Tag Archives: Joan Rivers

Another Side of Joan Rivers

Joan RIvers

Joan RIvers

As fans and fellow comics across the land remember the funny, fearless and frank Joan Rivers, other, warmer sides of the groundbreaking star are also emerging. Among those: Joan Rivers, inspirational figure.

This woman had come back from devastating loss; she’d spent two years in a professional dry spell after the suicide of her husband, Edgar Rosenberg, and the failure of the Fox late night show that many predicted would be a career-ender. Yet well after “retirement age”— and decades after many women in show business are forced out to pasture — she’d somehow made her way through several successful incarnations, managing to work two or three series simultaneously while keeping up a string of nightclub gigs and hawking her jewelry line on QVC.

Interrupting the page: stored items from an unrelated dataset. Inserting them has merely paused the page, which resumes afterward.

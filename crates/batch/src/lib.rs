use anyhow::{Context, Result};
use crossbeam_channel::{unbounded, Receiver, Sender};
use image::RgbaImage;
use serde::{Deserialize, Serialize};
use std::path::{Path, PathBuf};
use thiserror::Error;
use tracing::{info, warn};
use uuid::Uuid;

use renderer::{CpuFrame, RendererError, RetouchEngine, RetouchParameters};

/// Suffix appended to the file stem of every batch output.
pub const OUTPUT_SUFFIX: &str = "_rt";

#[derive(Debug, Error)]
pub enum BatchError {
    #[error("select at least one skin tone before batch processing")]
    NoSkinTones,
    #[error("batch queue is empty")]
    EmptyQueue,
}

#[derive(Debug, Clone, Serialize, Deserialize, PartialEq, Eq)]
pub enum ItemStatus {
    Running,
    Done { output: PathBuf },
    Failed(String),
}

#[derive(Debug, Clone, Serialize, Deserialize, PartialEq)]
pub enum BatchEvent {
    Started {
        run_id: String,
        total: usize,
    },
    Item {
        run_id: String,
        index: usize,
        total: usize,
        source: PathBuf,
        status: ItemStatus,
    },
    Finished {
        run_id: String,
        succeeded: usize,
        failed: usize,
    },
}

#[derive(Debug, Clone, Serialize, Deserialize)]
pub struct BatchFailure {
    pub source: PathBuf,
    pub error: String,
}

#[derive(Debug, Clone, Default, Serialize, Deserialize)]
pub struct BatchReport {
    pub run_id: String,
    pub outputs: Vec<PathBuf>,
    pub failures: Vec<BatchFailure>,
}

impl BatchReport {
    pub fn succeeded(&self) -> usize {
        self.outputs.len()
    }

    pub fn failed(&self) -> usize {
        self.failures.len()
    }
}

/// The export half of the engine contract. Implemented by [`RetouchEngine`].
pub trait OffscreenRenderer {
    fn set_image(&mut self, image: &RgbaImage) -> Result<(), RendererError>;
    fn render_to_buffer(&mut self, params: &RetouchParameters) -> Result<(), RendererError>;
    fn read_pixels(&mut self) -> Result<CpuFrame, RendererError>;
}

impl OffscreenRenderer for RetouchEngine {
    fn set_image(&mut self, image: &RgbaImage) -> Result<(), RendererError> {
        RetouchEngine::set_image(self, image)
    }

    fn render_to_buffer(&mut self, params: &RetouchParameters) -> Result<(), RendererError> {
        RetouchEngine::render_to_buffer(self, params).map(|_| ())
    }

    fn read_pixels(&mut self) -> Result<CpuFrame, RendererError> {
        RetouchEngine::read_pixels(self)
    }
}

pub trait ImageLoader {
    fn load(&mut self, path: &Path) -> Result<RgbaImage>;
}

pub trait FrameWriter {
    /// Persist the retouched frame for `source`; returns where it was written.
    fn write(&mut self, source: &Path, frame: CpuFrame) -> Result<PathBuf>;
}

/// Decodes any format the `image` crate understands.
#[derive(Debug, Default, Clone, Copy)]
pub struct FsImageLoader;

impl ImageLoader for FsImageLoader {
    fn load(&mut self, path: &Path) -> Result<RgbaImage> {
        let image = image::open(path).with_context(|| format!("decode {}", path.display()))?;
        Ok(image.to_rgba8())
    }
}

/// Writes `<stem>_rt.png` next to the source, or into `output_dir` when set.
#[derive(Debug, Default, Clone)]
pub struct PngWriter {
    pub output_dir: Option<PathBuf>,
}

impl FrameWriter for PngWriter {
    fn write(&mut self, source: &Path, frame: CpuFrame) -> Result<PathBuf> {
        let output = retouched_path(source, self.output_dir.as_deref());
        let image = frame
            .into_rgba_image()
            .context("frame buffer does not match its dimensions")?;
        image
            .save_with_format(&output, image::ImageFormat::Png)
            .with_context(|| format!("save {}", output.display()))?;
        Ok(output)
    }
}

pub fn retouched_path(source: &Path, output_dir: Option<&Path>) -> PathBuf {
    let stem = source
        .file_stem()
        .map(|stem| stem.to_string_lossy().into_owned())
        .unwrap_or_else(|| "image".to_string());
    let dir = output_dir
        .map(Path::to_path_buf)
        .or_else(|| source.parent().map(Path::to_path_buf))
        .unwrap_or_default();
    dir.join(format!("{stem}{OUTPUT_SUFFIX}.png"))
}

/// Runs a queue of images through one renderer, strictly one at a time.
pub struct OffscreenBatchRunner<R: OffscreenRenderer = RetouchEngine> {
    renderer: R,
    subscribers: Vec<Sender<BatchEvent>>,
}

impl<R: OffscreenRenderer> OffscreenBatchRunner<R> {
    pub fn new(renderer: R) -> Self {
        Self {
            renderer,
            subscribers: Vec::new(),
        }
    }

    /// Receiver for progress events of every subsequent run. Events are only
    /// queued while at least one receiver is alive.
    pub fn subscribe(&mut self) -> Receiver<BatchEvent> {
        let (tx, rx) = unbounded();
        self.subscribers.push(tx);
        rx
    }

    pub fn renderer(&self) -> &R {
        &self.renderer
    }

    pub fn renderer_mut(&mut self) -> &mut R {
        &mut self.renderer
    }

    pub fn into_renderer(self) -> R {
        self.renderer
    }

    /// Process `queue` in order. Items that fail to load, render or save
    /// (including renderer errors such as an image too large for the device)
    /// are reported and skipped; only the preconditions abort the run.
    pub fn run(
        &mut self,
        queue: &[PathBuf],
        params: &RetouchParameters,
        loader: &mut impl ImageLoader,
        writer: &mut impl FrameWriter,
    ) -> Result<BatchReport, BatchError> {
        if params.skin_tones.is_empty() {
            return Err(BatchError::NoSkinTones);
        }
        if queue.is_empty() {
            return Err(BatchError::EmptyQueue);
        }

        let run_id = Uuid::new_v4().to_string();
        let total = queue.len();
        let export = params.for_export();
        let mut report = BatchReport {
            run_id: run_id.clone(),
            ..Default::default()
        };
        info!(run_id = %run_id, total, "starting batch export");
        self.emit(BatchEvent::Started {
            run_id: run_id.clone(),
            total,
        });

        for (index, source) in queue.iter().enumerate() {
            let name = source
                .file_name()
                .map(|name| name.to_string_lossy().into_owned())
                .unwrap_or_else(|| source.display().to_string());
            info!("processing {name} ({}/{total})", index + 1);
            self.emit_item(&run_id, index, total, source, ItemStatus::Running);

            let status = match self.process(source, &export, loader, writer) {
                Ok(output) => {
                    info!(output = %output.display(), "saved {name}");
                    report.outputs.push(output.clone());
                    ItemStatus::Done { output }
                }
                Err(err) => {
                    let error = format!("{err:#}");
                    warn!("skipping {name}: {error}");
                    report.failures.push(BatchFailure {
                        source: source.clone(),
                        error: error.clone(),
                    });
                    ItemStatus::Failed(error)
                }
            };
            self.emit_item(&run_id, index, total, source, status);
        }

        info!(
            succeeded = report.succeeded(),
            failed = report.failed(),
            "batch export finished"
        );
        self.emit(BatchEvent::Finished {
            run_id,
            succeeded: report.succeeded(),
            failed: report.failed(),
        });
        Ok(report)
    }

    fn process(
        &mut self,
        source: &Path,
        params: &RetouchParameters,
        loader: &mut impl ImageLoader,
        writer: &mut impl FrameWriter,
    ) -> Result<PathBuf> {
        let image = loader.load(source)?;
        self.renderer.set_image(&image)?;
        self.renderer.render_to_buffer(params)?;
        let frame = self.renderer.read_pixels()?;
        writer.write(source, frame)
    }

    fn emit_item(
        &mut self,
        run_id: &str,
        index: usize,
        total: usize,
        source: &Path,
        status: ItemStatus,
    ) {
        self.emit(BatchEvent::Item {
            run_id: run_id.to_string(),
            index,
            total,
            source: source.to_path_buf(),
            status,
        });
    }

    fn emit(&mut self, event: BatchEvent) {
        // Sending only fails once the receiver is gone.
        self.subscribers.retain(|tx| tx.send(event.clone()).is_ok());
    }
}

In 2010, feeling stung by some setbacks of my own, I was in the frame of mind to ask Rivers her about what she did to be such a survivor. And she was quick to respond. “I’ve been fired a lot. I’ve had full books and I’ve had years where I’ve had empty books, and when one day you find you’re slightly older and you have an empty book, that’s really, really scary,” she admitted. “You just have to keep on moving and keep on trying and keep on pushing.”

Many who experienced Rivers’ public speaking engagements walked away having literally laughed and cried, feeling bolstered to keep moving and trying and pushing as well.

Not surprisingly with her work ethic, she was an admirer of the great American dream, something readily apparent on her “How’d You Get So Rich?” show. “All these people started out with nothing. They put in hard, hard, hard work. It shows if you’ve got a good idea and are willing to work your butt off, you can get rich,” she said admiringly.

Rivers left a great legacy of laughter, of course, and also of inspiration through her books and interviews and the unfiltered, acclaimed “Joan Rivers: A Piece of Work” documentary of 2010.

“I didn’t want to do a documentary and have it be one of those things you see on Biography channel where everybody says nice things. Let’s show the truth, otherwise why bother?” she said.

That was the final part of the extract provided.